El articulo guía es el artículo 68 de la Constitución. Los mandatos no se pueden prorrogar. Las elecciones tienen lugar entre los treinta y sesenta días desde la terminación del mandato, por cumplimiento del plazo o disolución, y el Congreso electo debe reunirse inexorablemente dentro de los veinticinco días siguientes.

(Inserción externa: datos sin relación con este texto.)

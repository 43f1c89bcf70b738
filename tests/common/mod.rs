//! Partition fixtures for integration tests

#![allow(dead_code)]

use arrow::array::{ArrayRef, Int64Array, StringArray};
use arrow::datatypes::{DataType, Field, Schema};
use arrow::record_batch::RecordBatch;
use chrono::NaiveDate;
use parquet::arrow::ArrowWriter;
use sealpanel::panel::reclaim::MemoryProbe;
use sealpanel::panel::windows::date_to_unix;
use std::fs::{self, File};
use std::path::Path;
use std::sync::Arc;

pub fn date(y: i32, m: u32, d: u32) -> NaiveDate {
    NaiveDate::from_ymd_opt(y, m, d).unwrap()
}

pub fn unix(y: i32, m: u32, d: u32) -> i64 {
    date_to_unix(date(y, m, d))
}

fn write_batch(path: &Path, batch: RecordBatch) {
    if let Some(parent) = path.parent() {
        fs::create_dir_all(parent).unwrap();
    }
    let file = File::create(path).unwrap();
    let mut writer = ArrowWriter::try_new(file, batch.schema(), None).unwrap();
    writer.write(&batch).unwrap();
    writer.close().unwrap();
}

/// `(product, firm, begin, end)` offer spells
pub fn write_offers(path: &Path, offers: &[(i64, &str, i64, i64)]) {
    let schema = Arc::new(Schema::new(vec![
        Field::new("produkt_id", DataType::Int64, false),
        Field::new("haendler_bez", DataType::Utf8, false),
        Field::new("dtimebegin", DataType::Int64, false),
        Field::new("dtimeend", DataType::Int64, false),
    ]));
    let columns: Vec<ArrayRef> = vec![
        Arc::new(Int64Array::from(offers.iter().map(|o| o.0).collect::<Vec<_>>())),
        Arc::new(StringArray::from(offers.iter().map(|o| o.1).collect::<Vec<_>>())),
        Arc::new(Int64Array::from(offers.iter().map(|o| o.2).collect::<Vec<_>>())),
        Arc::new(Int64Array::from(offers.iter().map(|o| o.3).collect::<Vec<_>>())),
    ];
    write_batch(path, RecordBatch::try_new(schema, columns).unwrap());
}

/// `(product, firm, timestamp, ip)` clicks
pub fn write_clicks(path: &Path, clicks: &[(i64, &str, i64, &str)]) {
    let schema = Arc::new(Schema::new(vec![
        Field::new("produkt_id", DataType::Int64, false),
        Field::new("haendler_bez", DataType::Utf8, false),
        Field::new("timestamp", DataType::Int64, false),
        Field::new("ip", DataType::Utf8, true),
    ]));
    let columns: Vec<ArrayRef> = vec![
        Arc::new(Int64Array::from(clicks.iter().map(|c| c.0).collect::<Vec<_>>())),
        Arc::new(StringArray::from(clicks.iter().map(|c| c.1).collect::<Vec<_>>())),
        Arc::new(Int64Array::from(clicks.iter().map(|c| c.2).collect::<Vec<_>>())),
        Arc::new(StringArray::from(clicks.iter().map(|c| Some(c.3)).collect::<Vec<_>>())),
    ];
    write_batch(path, RecordBatch::try_new(schema, columns).unwrap());
}

pub fn write_scraper_ips(path: &Path, ips: &[&str]) {
    let schema = Arc::new(Schema::new(vec![Field::new("user_ip", DataType::Utf8, false)]));
    let columns: Vec<ArrayRef> = vec![Arc::new(StringArray::from(ips.to_vec()))];
    write_batch(path, RecordBatch::try_new(schema, columns).unwrap());
}

/// Probe reporting a constant resident set size
pub struct StaticProbe(pub u64);

impl MemoryProbe for StaticProbe {
    fn resident_bytes(&self) -> Option<u64> {
        Some(self.0)
    }
}
//! Calendar arithmetic for seal events
//!
//! Maps a seal date to the weekly offer partitions and monthly click
//! partitions that have to be loaded, and converts between Unix time and the
//! week running variable `t`. Everything here is pure.

use chrono::{Datelike, Months, NaiveDate, Weekday};

/// Mon May 14 2007 00:00:00 GMT+0200, the origin of the running variable
pub const UNIX_TIME_ORIGIN: i64 = 1_179_093_600;

pub const UNIX_DAY: i64 = 24 * 60 * 60;
pub const UNIX_WEEK: i64 = 7 * UNIX_DAY;

/// Every observation lies within this many weeks of its seal date
pub const OBSERVATION_BOUND_WEEKS: i64 = 26;

pub const SEAL_DATE_PATTERN: &str = "%d.%m.%Y";

pub const OFFER_FILE_PREFIX: &str = "angebot";
pub const CLICK_FILE_PREFIX: &str = "clicks";

/// Running variable `t` for a Unix timestamp
///
/// Floors toward negative infinity, so the week before the origin is `-1`.
pub fn running_var(unix_time: i64) -> i64 {
    (unix_time - UNIX_TIME_ORIGIN).div_euclid(UNIX_WEEK)
}

/// First second of week `t`
pub fn unix_from_running_var(week_running_var: i64) -> i64 {
    UNIX_TIME_ORIGIN + week_running_var * UNIX_WEEK
}

/// Parse a `DD.MM.YYYY` seal date; single-digit day/month are accepted
pub fn parse_seal_date(raw: &str) -> Option<NaiveDate> {
    NaiveDate::parse_from_str(raw.trim(), SEAL_DATE_PATTERN).ok()
}

pub fn format_seal_date(date: NaiveDate) -> String {
    date.format(SEAL_DATE_PATTERN).to_string()
}

/// Midnight UTC of `date`
pub fn date_to_unix(date: NaiveDate) -> i64 {
    date.and_hms_opt(0, 0, 0)
        .map(|dt| dt.and_utc().timestamp())
        .unwrap_or_default()
}

/// Monday of the ISO week containing `date`
pub fn week_start(date: NaiveDate) -> NaiveDate {
    date - chrono::Duration::days(date.weekday().num_days_from_monday() as i64)
}

/// Number of ISO weeks (52 or 53) in `year`
pub fn iso_weeks_in_year(year: i32) -> u32 {
    if NaiveDate::from_isoywd_opt(year, 53, Weekday::Mon).is_some() {
        53
    } else {
        52
    }
}

/// Normalize a possibly out-of-range week index relative to `year`
///
/// Indices `<= 0` walk back into the tail of earlier years, indices past the
/// year's last ISO week walk forward into the next year's week 1 onwards.
pub fn roll_week(mut year: i32, mut week: i64) -> (i32, u32) {
    while week <= 0 {
        year -= 1;
        week += iso_weeks_in_year(year) as i64;
    }
    while week > iso_weeks_in_year(year) as i64 {
        week -= iso_weeks_in_year(year) as i64;
        year += 1;
    }
    (year, week as u32)
}

#[derive(Debug, Clone, Copy, PartialEq, Eq, Hash)]
pub enum Granularity {
    /// ISO year + ISO week (offer partitions)
    Weekly,
    /// Calendar year + month (click partitions)
    Monthly,
}

/// One time slice of a partitioned dataset
#[derive(Debug, Clone, Copy, PartialEq, Eq, Hash, PartialOrd, Ord)]
pub struct PartitionKey {
    pub year: i32,
    /// ISO week for weekly partitions, month for monthly ones
    pub index: u32,
}

impl PartitionKey {
    /// File name under the fixed naming scheme, e.g. `angebot_2022w01.parquet`
    pub fn file_name(&self, granularity: Granularity) -> String {
        match granularity {
            Granularity::Weekly => {
                format!("{}_{}w{:02}.parquet", OFFER_FILE_PREFIX, self.year, self.index)
            }
            Granularity::Monthly => {
                format!("{}_{}m{:02}.parquet", CLICK_FILE_PREFIX, self.year, self.index)
            }
        }
    }
}

/// Ordered partitions from `pre` units before the anchor to `post` units after it
///
/// The anchor's own partition is always included, so the result has
/// `pre + post + 1` entries with no duplicates.
pub fn resolve(anchor: NaiveDate, pre: u32, post: u32, granularity: Granularity) -> Vec<PartitionKey> {
    match granularity {
        Granularity::Weekly => {
            let iso = anchor.iso_week();
            let (year, week) = (iso.year(), iso.week() as i64);
            (-(pre as i64)..=post as i64)
                .map(|offset| {
                    let (year, index) = roll_week(year, week + offset);
                    PartitionKey { year, index }
                })
                .collect()
        }
        Granularity::Monthly => {
            let Some(first) = NaiveDate::from_ymd_opt(anchor.year(), anchor.month(), 1) else {
                return Vec::new();
            };
            let mut months = Vec::with_capacity((pre + post + 1) as usize);
            for back in (1..=pre).rev() {
                if let Some(date) = first.checked_sub_months(Months::new(back)) {
                    months.push(PartitionKey { year: date.year(), index: date.month() });
                }
            }
            for forward in 0..=post {
                if let Some(date) = first.checked_add_months(Months::new(forward)) {
                    months.push(PartitionKey { year: date.year(), index: date.month() });
                }
            }
            months
        }
    }
}

/// Window sizes used to resolve the partitions of one seal event
#[derive(Debug, Clone, Copy)]
pub struct WindowResolver {
    pub offer_weeks_pre: u32,
    pub offer_weeks_post: u32,
    pub click_months_pre: u32,
    pub click_months_post: u32,
}

impl WindowResolver {
    pub fn offer_partitions(&self, seal_date: NaiveDate) -> Vec<PartitionKey> {
        resolve(seal_date, self.offer_weeks_pre, self.offer_weeks_post, Granularity::Weekly)
    }

    pub fn click_partitions(&self, seal_date: NaiveDate) -> Vec<PartitionKey> {
        resolve(seal_date, self.click_months_pre, self.click_months_post, Granularity::Monthly)
    }

    /// Unix range `[seal - pre weeks, seal + post weeks]` of offer spells considered for an event
    pub fn offer_time_range(&self, seal_date: NaiveDate) -> (i64, i64) {
        let seal = date_to_unix(seal_date);
        (
            seal - self.offer_weeks_pre as i64 * UNIX_WEEK,
            seal + self.offer_weeks_post as i64 * UNIX_WEEK,
        )
    }
}

/// Inclusive `t` bounds an observation of this seal event may take
pub fn observation_bounds(seal_unix: i64) -> (i64, i64) {
    (
        running_var(seal_unix - OBSERVATION_BOUND_WEEKS * UNIX_WEEK),
        running_var(seal_unix + OBSERVATION_BOUND_WEEKS * UNIX_WEEK),
    )
}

Exactamente lo mismo para los Parlamentos autonómicos, que en estos principios básicos están sometidos a este artículo.

Diputación Permanente
Entiende este Letrado que las Cámaras, estatales o autonómicas, si no se celebran elecciones, no tienen ya mandato. Pero es que además, ni siquiera se da el supuesto de la Diputación Permanente, pues esta parte de la base de la interinidad ante la inminencia de un nuevo Parlamento entrante. La Diputación Permanente es un órgano en este caso, entre legislaturas. No puede tener funcionamiento intralegislaturas porque no hay legislatura Si no hay elecciones tras una disolución, gubernamental o por extinción del mandato, la Diputación Permanente no tiene poderes, por lo que no puede acordar nada sobre este punto. Los tiene en una situación normal de renovación del mandato. No es que estén en funciones, es que están sin mandato.

Estado de alarma
Para Manuel Fernández-Fontecha, la tesis de que el estado de alarma ampara a los Presidentes que aplaza o retrasan “sine die” no se sostiene. El Estado de alarma no autoriza a suspender elecciones, porque no hay la más mínima alusión a que a su amparo se puede hacer esto. Eso es una interpretación “contra legem” y además no es una interpretación conforme a la Constitución. Ni el estado de excepción o de sitio lo permiten, porque la legitimidad democrática de los órganos de poder sobre el ciudadano desaparece. Se traduce en un gobierno de facto.

La comunicación a la Junta Electoral ni añade ni valida nada, entiende este experto, porque, de entrada, la Junta Electoral Central, Provincial o de Zona no tiene potestad alguna en el aplazamiento o la suspensión de las elecciones.